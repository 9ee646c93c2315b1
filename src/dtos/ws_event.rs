//! WebSocket event DTOs
//!
//! Frames are adjacently tagged: `{"event": "chat-message", "data": {...}}`.
//! The server sends them in batches, as JSON arrays.

use crate::collab::TextOperation;
use crate::dtos::ChatMessageDTO;
use crate::entities::{ChatMessage, CollaboratorRole, Task};
use chrono::{DateTime, Utc};
use serde::{Deserialize, Serialize};

/// Events accepted from a connected client
#[derive(Serialize, Deserialize, Debug, Clone, PartialEq)]
#[serde(tag = "event", content = "data", rename_all = "kebab-case")]
pub enum ClientEvent {
    JoinRetro(i64),
    JoinSprint(i64),
    JoinDocument(i64),
    LeaveRoom(String),
    ChatMessage {
        room_id: String,
        message: String,
    },
    EditContent {
        room_id: String,
        content: String,
        position: i64,
    },
}

/// Events pushed to clients
#[derive(Serialize, Deserialize, Debug, Clone, PartialEq)]
#[serde(tag = "event", content = "data", rename_all = "kebab-case")]
pub enum ServerEvent {
    ChatMessage(ChatMessageDTO),
    ContentUpdate {
        room_id: String,
        user_id: i64,
        content: String,
        position: i64,
    },
    RoomUpdate {
        room_type: String,
        room_id: String,
        user_count: usize,
        timestamp: DateTime<Utc>,
    },
    Notification {
        kind: String,
        message: String,
        link: Option<String>,
        timestamp: DateTime<Utc>,
    },
    Operation {
        document_id: i64,
        user_id: i64,
        version: i64,
        operation: TextOperation,
    },
    CollaboratorAdded {
        document_id: i64,
        user_id: i64,
        role: CollaboratorRole,
    },
    CollaboratorRemoved {
        document_id: i64,
        user_id: i64,
    },
    TaskUpdated(Task),
    MessageUpdated(ChatMessage),
    MessageDeleted {
        message_id: i64,
        room_id: String,
    },
    Error {
        code: u16,
        message: String,
    },
}

impl ServerEvent {
    pub fn notification(kind: &str, message: String, link: Option<String>) -> Self {
        ServerEvent::Notification {
            kind: kind.to_string(),
            message,
            link,
            timestamp: Utc::now(),
        }
    }
}

/// An event on its way to socket writers. `except_user` does not receive it.
#[derive(Debug, Clone, PartialEq)]
pub struct Outbound {
    pub except_user: Option<i64>,
    pub event: ServerEvent,
}

impl Outbound {
    pub fn to_all(event: ServerEvent) -> Self {
        Self {
            except_user: None,
            event,
        }
    }

    pub fn except(user_id: i64, event: ServerEvent) -> Self {
        Self {
            except_user: Some(user_id),
            event,
        }
    }

    pub fn is_for(&self, user_id: i64) -> bool {
        self.except_user != Some(user_id)
    }
}

#[cfg(test)]
mod tests {
    use super::*;
    use serde_json::json;

    #[test]
    fn client_events_use_kebab_case_names() {
        let event: ClientEvent =
            serde_json::from_value(json!({"event": "join-retro", "data": 7})).unwrap();
        assert_eq!(event, ClientEvent::JoinRetro(7));

        let event: ClientEvent = serde_json::from_value(json!({
            "event": "chat-message",
            "data": {"room_id": "sprint:1", "message": "hi"}
        }))
        .unwrap();
        assert_eq!(
            event,
            ClientEvent::ChatMessage {
                room_id: "sprint:1".into(),
                message: "hi".into()
            }
        );
    }

    #[test]
    fn unknown_client_event_is_rejected() {
        let parsed = serde_json::from_value::<ClientEvent>(json!({"event": "drop-table", "data": 1}));
        assert!(parsed.is_err());
    }

    #[test]
    fn server_error_serializes_with_code() {
        let value = serde_json::to_value(ServerEvent::Error {
            code: 403,
            message: "nope".into(),
        })
        .unwrap();
        assert_eq!(value, json!({"event": "error", "data": {"code": 403, "message": "nope"}}));
    }

    #[test]
    fn entity_events_compare_by_value() {
        let message = ChatMessage {
            message_id: 1,
            room_id: "sprint:1".into(),
            user_id: 2,
            content: "hi".into(),
            message_type: crate::entities::ChatMessageType::Text,
            created_at: Utc::now(),
            updated_at: Utc::now(),
        };
        let updated = ServerEvent::MessageUpdated(message.clone());
        assert_eq!(updated, ServerEvent::MessageUpdated(message.clone()));

        let edited = ChatMessage {
            content: "hello".into(),
            ..message
        };
        assert_ne!(updated, ServerEvent::MessageUpdated(edited));
    }
}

● Directions for this task: Could you report how many lines of the listing contain the word "MessageUpdated"? Only the number is needed.

● Solved exercise: 4